Requirement ->
In the records that follow, find each line with the word "document" and copy it.

Extracted material ->
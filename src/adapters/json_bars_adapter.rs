//! JSON bar files in the market-data provider shape.
//!
//! `<dir>/<SYMBOL>_<timeframe>.json` holds `{"values": [...]}` (a bare array
//! is accepted too). Rows carry `datetime` plus OHLCV fields as strings or
//! numbers, newest first; they are normalized and sorted ascending.

use crate::adapters::csv_adapter::list_with_suffix;
use crate::adapters::normalize::{into_series, json_number, parse_datetime};
use crate::domain::error::StratbenchError;
use crate::domain::ohlcv::{BarSeries, OhlcvBar};
use crate::ports::data_port::DataPort;
use chrono::NaiveDateTime;
use serde_json::Value;
use std::fs;
use std::path::PathBuf;

pub struct JsonBarsAdapter {
    base_path: PathBuf,
}

impl JsonBarsAdapter {
    pub fn new(base_path: PathBuf) -> Self {
        Self { base_path }
    }

    fn json_path(&self, symbol: &str, timeframe: &str) -> PathBuf {
        self.base_path.join(format!("{}_{}.json", symbol, timeframe))
    }
}

fn rows(document: &Value) -> Result<&Vec<Value>, StratbenchError> {
    if let Some(message) = document
        .get("status")
        .filter(|s| s.as_str() == Some("error"))
        .and_then(|_| document.get("message"))
    {
        return Err(StratbenchError::Data {
            reason: format!("provider error: {}", message),
        });
    }
    match document {
        Value::Array(rows) => Ok(rows),
        _ => document
            .get("values")
            .and_then(Value::as_array)
            .ok_or_else(|| StratbenchError::Data {
                reason: "expected a \"values\" array".into(),
            }),
    }
}

fn parse_row(row: &Value) -> Result<OhlcvBar, StratbenchError> {
    let raw = row
        .get("datetime")
        .or_else(|| row.get("date"))
        .and_then(Value::as_str)
        .ok_or_else(|| StratbenchError::Data {
            reason: format!("row without datetime: {}", row),
        })?;
    Ok(OhlcvBar {
        datetime: parse_datetime(raw)?,
        open: json_number(row.get("open")),
        high: json_number(row.get("high")),
        low: json_number(row.get("low")),
        close: json_number(row.get("close")),
        volume: json_number(row.get("volume")),
    })
}

impl DataPort for JsonBarsAdapter {
    fn fetch_bars(
        &self,
        symbol: &str,
        timeframe: &str,
        start: Option<NaiveDateTime>,
    ) -> Result<BarSeries, StratbenchError> {
        let path = self.json_path(symbol, timeframe);
        if !path.is_file() {
            return Err(StratbenchError::NoData {
                symbol: symbol.to_string(),
                timeframe: timeframe.to_string(),
            });
        }

        let text = fs::read_to_string(&path)?;
        let document: Value = serde_json::from_str(&text).map_err(|e| StratbenchError::Data {
            reason: format!("invalid JSON in {}: {}", path.display(), e),
        })?;
        let bars = rows(&document)?
            .iter()
            .map(parse_row)
            .collect::<Result<Vec<_>, _>>()?;

        into_series(bars, start)
    }

    fn list_symbols(&self, timeframe: &str) -> Result<Vec<String>, StratbenchError> {
        list_with_suffix(&self.base_path, &format!("_{}.json", timeframe))
    }
}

Solution to this task ->
fn rows(document: &Value) -> Result<&Vec<Value>, StratbenchError> {
    if let Some(message) = document
        .and_then(|_| document.get("message"))
    match document {
        _ => document
        let document: Value = serde_json::from_str(&text).map_err(|e| StratbenchError::Data {
        let bars = rows(&document)?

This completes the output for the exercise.